六日目(四)

「ふむ。なるほど。確かにその方がいいかも知れない。全員への顔見せは夕食の時でもいいだろうからな」


スカウトさんは大きくうなずきながら、釣りキチさんの意見に賛意を示した。


「確かにそれはいいと思います。これから人が増えていくことを考えたら、受け入れ専門の役割の人がいてもいいかも知れませんね」


僕は自分の考えを伝えた。集団としてこらからやっていくためには、こういう仕組みづくりも必要になってくる。それは昨日あたりから考え始めていたことだった。


「そうね。昨日の私みたいに、いきなりここに来たらみんなビックリするでしょうから、受け入れる人は必要だけど、二人もいれば充分だと思うわ」


料子さんも賛成してくれた。その横で桂坂さんもうなずく。


「よし、それで行こう。受け入れ役は誰がやる?」


「スカウトさんはどうでしょう? この間、釣りキチさんが来たときの説明の仕方見ていて上手いなあ、と思ったんですが」


僕の意見を述べた。


「私は優子ちゃんがいいと思うわ。女の人がいたほうがいいし、私より事情を知ってるから」


料子さんの話は筋が通っていて、それについては皆、文句はないようだった。しかし、スカウトさんのほうは本人が疑問を呈した。
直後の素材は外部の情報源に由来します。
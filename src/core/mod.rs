pub mod events;
pub mod protocol;
pub mod session;
pub mod transport;

// Re-export commonly used types for convenience
pub use events::{
    EventBus, EventKind, Party, PublishReport, SessionEvent, SubscriptionToken,
};
pub use protocol::{CodecError, ControlAction, FrameTag, Message};
pub use session::{
    ConnectionStatus, SessionMachine, SessionSnapshot, SessionState, Speaker, Turn, VoiceSession,
};
pub use transport::{
    LoopbackTransport, RemotePeer, SharedTransport, Transport, TransportError, TransportEvent,
    TransportHandle, WebSocketTransport,
};
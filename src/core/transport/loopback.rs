//! In-process transport.
//!
//! [`LoopbackTransport`] hands frames to a [`RemotePeer`] controller instead of
//! a socket. The peer plays the server: it injects inbound frames, observes
//! what the session sent, and can refuse, stall or drop connections.

use async_trait::async_trait;
use bytes::Bytes;
use parking_lot::Mutex;
use std::sync::Arc;
use tokio::sync::{mpsc, watch};

use super::base::{Transport, TransportError, TransportEvent, TransportHandle, TransportResult};
use crate::core::protocol::{self, Message};

#[derive(Default)]
struct PeerState {
    next_connection_id: u64,
    current: Option<(u64, mpsc::Sender<TransportEvent>)>,
    endpoints: Vec<String>,
    refuse_connects: usize,
    hang_connects: usize,
    fail_sends: bool,
    sent: Vec<Bytes>,
}

struct Shared {
    state: Mutex<PeerState>,
    connections: watch::Sender<usize>,
    sent_count: watch::Sender<usize>,
}

/// Transport side of the loopback pair.
#[derive(Clone)]
pub struct LoopbackTransport {
    shared: Arc<Shared>,
}

/// Server side of the loopback pair.
#[derive(Clone)]
pub struct RemotePeer {
    shared: Arc<Shared>,
}

impl LoopbackTransport {
    /// Create a connected transport/peer pair.
    pub fn pair() -> (LoopbackTransport, RemotePeer) {
        let shared = Arc::new(Shared {
            state: Mutex::new(PeerState::default()),
            connections: watch::channel(0).0,
            sent_count: watch::channel(0).0,
        });
        (
            LoopbackTransport {
                shared: shared.clone(),
            },
            RemotePeer { shared },
        )
    }
}

#[async_trait]
impl Transport for LoopbackTransport {
    async fn open(
        &self,
        endpoint: &str,
        events: mpsc::Sender<TransportEvent>,
    ) -> TransportResult<Box<dyn TransportHandle>> {
        let hang = {
            let mut state = self.shared.state.lock();
            state.endpoints.push(endpoint.to_string());
            if state.refuse_connects > 0 {
                state.refuse_connects -= 1;
                return Err(TransportError::ConnectFailed(
                    "loopback peer refused connection".to_string(),
                ));
            }
            if state.hang_connects > 0 {
                state.hang_connects -= 1;
                true
            } else {
                false
            }
        };

        if hang {
            std::future::pending::<()>().await;
        }

        let id = {
            let mut state = self.shared.state.lock();
            state.next_connection_id += 1;
            let id = state.next_connection_id;
            state.current = Some((id, events));
            id
        };
        self.shared.connections.send_modify(|count| *count += 1);

        Ok(Box::new(LoopbackHandle {
            id,
            shared: self.shared.clone(),
        }))
    }

    fn name(&self) -> &'static str {
        "loopback"
    }
}

struct LoopbackHandle {
    id: u64,
    shared: Arc<Shared>,
}

impl TransportHandle for LoopbackHandle {
    fn send(&mut self, frame: Bytes) -> TransportResult<()> {
        {
            let mut state = self.shared.state.lock();
            if state.fail_sends {
                return Err(TransportError::SendFailed(
                    "loopback peer rejected frame".to_string(),
                ));
            }
            if !matches!(state.current, Some((id, _)) if id == self.id) {
                return Err(TransportError::SendFailed("connection closed".to_string()));
            }
            state.sent.push(frame);
        }
        self.shared.sent_count.send_modify(|count| *count += 1);
        Ok(())
    }

    fn close(&mut self) {
        let mut state = self.shared.state.lock();
        if matches!(state.current, Some((id, _)) if id == self.id) {
            state.current = None;
        }
    }
}

impl RemotePeer {
    fn current_sender(&self) -> Option<mpsc::Sender<TransportEvent>> {
        self.shared
            .state
            .lock()
            .current
            .as_ref()
            .map(|(_, tx)| tx.clone())
    }

    /// Deliver a raw inbound frame. Returns false when nothing is connected.
    pub async fn push(&self, frame: Bytes) -> bool {
        match self.current_sender() {
            Some(tx) => tx.send(TransportEvent::Frame(frame)).await.is_ok(),
            None => false,
        }
    }

    /// Encode and deliver an inbound message.
    pub async fn push_message(&self, message: &Message) -> bool {
        self.push(protocol::encode(message)).await
    }

    /// Close the current connection from the remote side.
    pub async fn close_connection(&self, code: u16, reason: &str) {
        let sender = self.shared.state.lock().current.take().map(|(_, tx)| tx);
        if let Some(tx) = sender {
            let _ = tx
                .send(TransportEvent::Closed {
                    code,
                    reason: reason.to_string(),
                })
                .await;
        }
    }

    /// Fail the current connection with a transport error.
    pub async fn fail_connection(&self, message: &str) {
        let sender = self.shared.state.lock().current.take().map(|(_, tx)| tx);
        if let Some(tx) = sender {
            let _ = tx.send(TransportEvent::Error(message.to_string())).await;
        }
    }

    /// Refuse the next `count` connection attempts.
    pub fn refuse_next_connects(&self, count: usize) {
        self.shared.state.lock().refuse_connects = count;
    }

    /// Never complete the next `count` connection attempts.
    pub fn hang_next_connects(&self, count: usize) {
        self.shared.state.lock().hang_connects = count;
    }

    /// Make every send fail until reset.
    pub fn set_fail_sends(&self, fail: bool) {
        self.shared.state.lock().fail_sends = fail;
    }

    pub fn is_connected(&self) -> bool {
        self.shared.state.lock().current.is_some()
    }

    /// Endpoints of every connection attempt, in order.
    pub fn endpoints(&self) -> Vec<String> {
        self.shared.state.lock().endpoints.clone()
    }

    /// Number of connection attempts, successful or not.
    pub fn connect_attempts(&self) -> usize {
        self.shared.state.lock().endpoints.len()
    }

    /// Every frame the session has sent, across connections.
    pub fn sent_frames(&self) -> Vec<Bytes> {
        self.shared.state.lock().sent.clone()
    }

    /// Sent frames decoded; undecodable frames are skipped.
    pub fn sent_messages(&self) -> Vec<Message> {
        self.sent_frames()
            .iter()
            .filter_map(|frame| protocol::decode(frame).ok())
            .collect()
    }

    /// Wait until at least `count` connections have been established.
    pub async fn wait_for_connections(&self, count: usize) {
        let mut rx = self.shared.connections.subscribe();
        let _ = rx.wait_for(|n| *n >= count).await;
    }

    /// Wait until the session has sent at least `count` frames.
    pub async fn wait_for_sent(&self, count: usize) {
        let mut rx = self.shared.sent_count.subscribe();
        let _ = rx.wait_for(|n| *n >= count).await;
    }
}
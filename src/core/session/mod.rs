//! Session layer: state machine, reconnect policy, keepalive, and the task
//! that drives them.
//!
//! Applications use [`VoiceSession`]. The [`SessionMachine`] underneath is
//! synchronous and I/O free, so it can also be driven directly.

mod backoff;
mod driver;
mod handle;
mod machine;
mod state;
mod watchdog;

pub use backoff::BackoffPolicy;
pub use handle::VoiceSession;
pub use machine::{Effect, SessionMachine, TimerKind};
pub use state::{
    ConnectionStatus, NegotiatedHandshake, Session, SessionSnapshot, SessionState, Speaker, Turn,
};
pub use watchdog::{Watchdog, WatchdogVerdict};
「うーん、俺がやってもいいんだが……ここは健太でどうだろう? 俺は設備とか見たほうがいいと思うんだ」


「僕ですか? でも、釣りが……」


「釣りなら午前中だけでいいだろう。午後は釣りキチさんだけでも大丈夫だよな?」


「はい。もう慣れましたから」と釣りキチさん。


「それなら……やります」


結局、僕と桂坂さん、最初の二人で受け入れることになった。僕の場合は、一番役に立たないから回されたような気もしないではないが。客観的に見て事実だから文句言う気もないけど。


昼飯後、僕と桂坂さんはあの場所に向かった。


「どんな人が来るのか楽しみでもあるけど、ちょっと怖い気もするわ」


桂坂さんはかなり緊張した面持ちだ。


「料子さんみたいな明るい人だといいけどな」


「さすがに一人で迎えに行く気にはなれないわ。とりあえず二人で行くことになって良かった。健太君でもいないよりはずっといいから」


「ちぇっ、僕はその程度の頼り甲斐なのかい」


桂坂さんと僕もこの頃になると、かなり軽口を叩ける関係になってきた実感がある。


「さあ、もうすぐ時間だ」


何度経験しても、この瞬間を前にすると、僕もまた緊張する。万が一、誰も来なかったらどうなるのだろう? そんな疑問もふと頭によぎったのだが、結果的には心配は無用だった。